Ronald Wilson Reagan, the 40th president of the United States, died on June 5 of pneumonia. He was 93.
Born in Tampico, Ill., Reagan earned a bachelor’s degree in economics and sociology from Eureka College. He moved to Iowa after graduation to become a weekend sportscaster for WOC and WHO Radio. While covering spring training in California for the Chicago Cubs in 1937, Reagan took a screen test at Warner Bros. and landed a seven-year contract.
In his first film, “Love Is on the Air,” he played a radio announcer. This small part sparked a 20-year career in Hollywood. Reagan acted in more than 50 films, including “Kings Row,” “Bedtime for Bonzo” and “Hellcats of the Navy.” In 1940, he married actress Jane Wyman and appeared in the picture “Knute Rockne, All-American.” Playing the part of George Gipp, a legendary Notre Dame running back and Rockne’s protege, Reagan earned the nickname “The Gipper.”
During World War II, the 30-year-old Reagan volunteered for military service. A second lieutenant in the Army, he was eventually barred from combat for poor eyesight. Instead, he oversaw the loading of convoys and narrated flight training films for bomber pilots.
Reagan returned to Hollywood after the war and was elected president of the Screen Actors Guild. He testified as a friendly witness before the House Committee on Un-American Activities in 1947, and became an FBI informant, providing the names of entertainers he said were involved in Communist activities.
Reagan and Wyman divorced in 1949; he remarried three years later to actress Nancy Davis. Nancy and Ron would remain a devoted and glamorous couple for more than half a century.
Reagan changed his political affiliation from Democrat to Republican in 1962, and entered the political arena as the co-chairman of the California Republicans for Barry Goldwater. His 1964 television address for the GOP presidential candidate raised $8 million. With the help of his large network of political and Hollywood connections, Reagan was elected governor of California in 1966 with 51 percent of the vote. He served two terms in office then built a national audience for his political career by broadcasting a popular, syndicated radio show.
At 69, Reagan became the oldest man ever elected president of the United States. Known as “The Great Communicator,” he served two terms in office, from 1981 to 1989, reshaped the Republican Party in his own conservative image, oversaw a period of economic growth and tripled the national debt to $3 trillion.

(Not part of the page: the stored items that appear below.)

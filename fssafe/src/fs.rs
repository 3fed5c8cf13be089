//! Filesystem-backed implementation of `Loader` and `Saver`
//!
//! A save never writes to the artifact path. It stages the new content in
//! `P.new` and commits on close:
//!
//! ```text
//!   saver()          write()...        close()
//!  ┌────────┐      ┌──────────┐      ┌───────────────────────────────┐
//!  │ create │ ───▶ │ P.new    │ ───▶ │ 1. flush + fsync P.new        │
//!  │ P.new  │      │ (staged) │      │ 2. close P.new                │
//!  └────────┘      └──────────┘      │ 3. rename P -> P.old (if any) │
//!                                    │ 4. rename P.new -> P          │
//!                                    └───────────────────────────────┘
//! ```
//!
//! Readers see `P` either before step 3 or after step 4, never a partial
//! file. An open reader keeps the generation it was opened on.
//!
//! No locking is done: two savers closed at the same time race, and the
//! last publish rename wins.

use crate::basic::BasicLoaderSaver;
use crate::error::{CommitStep, Error, Result};
use crate::paths::GenerationPaths;
use crate::types::{BoxReader, BoxWriter, Close, Loader, Saver};
use std::fs::{self, File};
use std::io::{self, BufWriter, Read, Write};
use std::path::{Path, PathBuf};
use std::sync::Arc;
use tracing::{debug, trace, warn};

/// Artifact stored as a file, replaced atomically on every save
///
/// The parent directory must exist; it is never created.
#[derive(Debug)]
pub struct FileSystemLoaderSaver {
    inner: BasicLoaderSaver,
    paths: Arc<GenerationPaths>,
}

impl FileSystemLoaderSaver {
    /// Create a backend for the artifact at `path` with `.new` / `.old` siblings.
    #[must_use]
    pub fn new(path: impl Into<PathBuf>) -> Self {
        Self::with_paths(GenerationPaths::new(path))
    }

    /// Create a backend with explicit generation paths.
    #[must_use]
    pub fn with_paths(paths: GenerationPaths) -> Self {
        let paths = Arc::new(paths);
        let load_paths = Arc::clone(&paths);
        let save_paths = Arc::clone(&paths);
        let inner = BasicLoaderSaver::new(
            move || open_reader(&load_paths).map(|r| Box::new(r) as BoxReader),
            move || open_writer(&save_paths).map(|w| Box::new(w) as BoxWriter),
        );
        Self { inner, paths }
    }

    #[must_use]
    pub fn paths(&self) -> &GenerationPaths {
        &self.paths
    }

    /// Like [`Saver::saver`], but returns the concrete writer so the caller
    /// can use [`SafeWriter::sync`] before committing.
    ///
    /// # Errors
    /// Returns [`Error::SaveUnavailable`] if the staging file cannot be created.
    pub fn safe_writer(&self) -> Result<SafeWriter> {
        open_writer(&self.paths)
    }
}

impl Loader for FileSystemLoaderSaver {
    fn loader(&self) -> Result<BoxReader> {
        self.inner.loader()
    }
}

impl Saver for FileSystemLoaderSaver {
    fn saver(&self) -> Result<BoxWriter> {
        self.inner.saver()
    }
}

fn open_reader(paths: &GenerationPaths) -> Result<FileReader> {
    let path = paths.current();
    trace!(path = %path.display(), "opening artifact");
    match File::open(path) {
        Ok(file) => Ok(FileReader { file: Some(file) }),
        Err(e) if e.kind() == io::ErrorKind::NotFound => Err(Error::NotFound {
            path: path.to_path_buf(),
        }),
        Err(source) => Err(Error::LoadFailed {
            path: path.to_path_buf(),
            source,
        }),
    }
}

fn open_writer(paths: &Arc<GenerationPaths>) -> Result<SafeWriter> {
    let staging = paths.staging();
    let file = File::create(staging).map_err(|source| Error::SaveUnavailable {
        path: staging.to_path_buf(),
        source,
    })?;
    debug!(path = %staging.display(), "staging file created");
    Ok(SafeWriter {
        file: Some(BufWriter::new(file)),
        paths: Arc::clone(paths),
    })
}

fn closed_handle() -> io::Error {
    io::Error::other("handle is closed")
}

/// Reader over the artifact file as it was when opened
#[derive(Debug)]
pub struct FileReader {
    file: Option<File>,
}

impl Read for FileReader {
    fn read(&mut self, buf: &mut [u8]) -> io::Result<usize> {
        match self.file.as_mut() {
            Some(file) => file.read(buf),
            None => Err(closed_handle()),
        }
    }
}

impl Close for FileReader {
    fn close(&mut self) -> Result<()> {
        self.file = None;
        Ok(())
    }

    fn is_closed(&self) -> bool {
        self.file.is_none()
    }
}

/// Writer for the staging file; `close` commits it
///
/// Dropping the writer without calling `close` abandons the save: the
/// artifact is untouched and the staging file stays on disk.
///
/// If commit fails at [`CommitStep::Sync`] or [`CommitStep::Close`] the
/// staging file is left in place for inspection. The writer counts as closed
/// after the first `close`, whatever its outcome.
///
/// If it fails at [`CommitStep::Publish`] the previous artifact is already in
/// the backup slot and a later `loader()` reports not-found. Check
/// [`Error::commit_step`] before treating such a not-found as a first run.
pub struct SafeWriter {
    file: Option<BufWriter<File>>,
    paths: Arc<GenerationPaths>,
}

impl SafeWriter {
    #[must_use]
    pub fn staging_path(&self) -> &Path {
        self.paths.staging()
    }

    /// Flush buffered bytes and sync the staging file without committing.
    ///
    /// # Errors
    /// Fails if the writer is closed or the sync fails.
    pub fn sync(&mut self) -> io::Result<()> {
        let file = self.file.as_mut().ok_or_else(closed_handle)?;
        file.flush()?;
        file.get_ref().sync_all()
    }

    fn commit(&self, mut staged: BufWriter<File>) -> Result<()> {
        let current = self.paths.current();
        let staging = self.paths.staging();
        let backup = self.paths.backup();

        staged
            .flush()
            .and_then(|()| staged.get_ref().sync_all())
            .map_err(|source| Error::CommitFailed {
                step: CommitStep::Sync,
                source,
            })?;
        trace!(path = %staging.display(), "staging file synced");

        let file = staged.into_inner().map_err(|e| Error::CommitFailed {
            step: CommitStep::Close,
            source: e.into_error(),
        })?;
        drop(file);

        match fs::rename(current, backup) {
            Ok(()) => debug!(
                from = %current.display(),
                to = %backup.display(),
                "previous generation kept as backup"
            ),
            Err(e) if e.kind() == io::ErrorKind::NotFound => {
                debug!(path = %current.display(), "no previous generation");
            }
            Err(source) => {
                return Err(Error::CommitFailed {
                    step: CommitStep::Backup,
                    source,
                })
            }
        }

        fs::rename(staging, current).map_err(|source| Error::CommitFailed {
            step: CommitStep::Publish,
            source,
        })?;
        debug!(path = %current.display(), "new generation committed");

        sync_parent_dir(current);
        Ok(())
    }
}

impl Write for SafeWriter {
    fn write(&mut self, buf: &[u8]) -> io::Result<usize> {
        match self.file.as_mut() {
            Some(file) => file.write(buf),
            None => Err(closed_handle()),
        }
    }

    fn flush(&mut self) -> io::Result<()> {
        match self.file.as_mut() {
            Some(file) => file.flush(),
            None => Err(closed_handle()),
        }
    }
}

impl Close for SafeWriter {
    fn close(&mut self) -> Result<()> {
        match self.file.take() {
            Some(staged) => self.commit(staged),
            None => Ok(()),
        }
    }

    fn is_closed(&self) -> bool {
        self.file.is_none()
    }
}

impl Drop for SafeWriter {
    fn drop(&mut self) {
        if self.file.is_some() {
            debug!(
                path = %self.paths.staging().display(),
                "writer dropped without close, save abandoned"
            );
        }
    }
}

impl std::fmt::Debug for SafeWriter {
    fn fmt(&self, f: &mut std::fmt::Formatter<'_>) -> std::fmt::Result {
        f.debug_struct("SafeWriter")
            .field("staging", &self.paths.staging())
            .field("closed", &self.file.is_none())
            .finish()
    }
}

/// Persist the renames. The commit has already happened, so a failure here
/// is only reported.
#[cfg(unix)]
fn sync_parent_dir(path: &Path) {
    let parent = match path.parent() {
        Some(p) if !p.as_os_str().is_empty() => p,
        _ => Path::new("."),
    };
    if let Err(e) = File::open(parent).and_then(|dir| dir.sync_all()) {
        warn!(path = %parent.display(), error = %e, "directory sync after commit failed");
    }
}

#[cfg(not(unix))]
fn sync_parent_dir(_path: &Path) {}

Reagan’s presidential tenure began with a hostage crisis in Iran and concluded with the collapse of the Soviet Union and the end of the Cold War. He sought to achieve “peace through strength” by increasing defense spending by 35 percent and calling the U.S.S.R. the “evil empire.” He again infuriated the Russians by announcing plans for “Star Wars,” an outer space missile defense system. This animosity cooled, however, when Reagan and Russian leader Mikhail Gorbachev formed a relationship that lead to the signing of the first Intermediate-Range Nuclear Forces Treaty.
On March 30, 1981, Reagan was nearly assassinated outside a Washington hotel. A drifter named John Hinckley Jr., seeking to prove his love/obsession for actress Jodie Foster, fired six shots at the president. One bullet lodged an inch from Reagan’s heart, but he recovered. The shooting also wounded a police officer, a Secret Service agent and Press Secretary James Brady.
In 1983, Reagan shocked the nation when he ordered U.S. troops to invade Grenada in response to a bloody military coup. In his second term in office, Reagan faced scandal after former aides revealed that he had authorized secret arms sales to Iran while seeking Iranian aid to gain release of American hostages held in Lebanon. He also ordered the funding of rebels fighting in Nicaragua — in violation of a congressional ban. Despite months of Iran-contra hearings, Reagan faced no legal action and left office in 1989 with the highest approval rating of any president since Franklin Delano Roosevelt.
Reagan was named one of Time Magazine’s 100 Most Important People of the Century. He received the Congressional Gold Medal, the highest civilian honor from Congress, and was inducted into the Hall of Great Western Performers of the National Cowboy and Western Heritage Museum. His last years were spent living in seclusion, tended by his wife, as he struggled with Alzheimer’s disease, a condition he revealed to the public in 1994.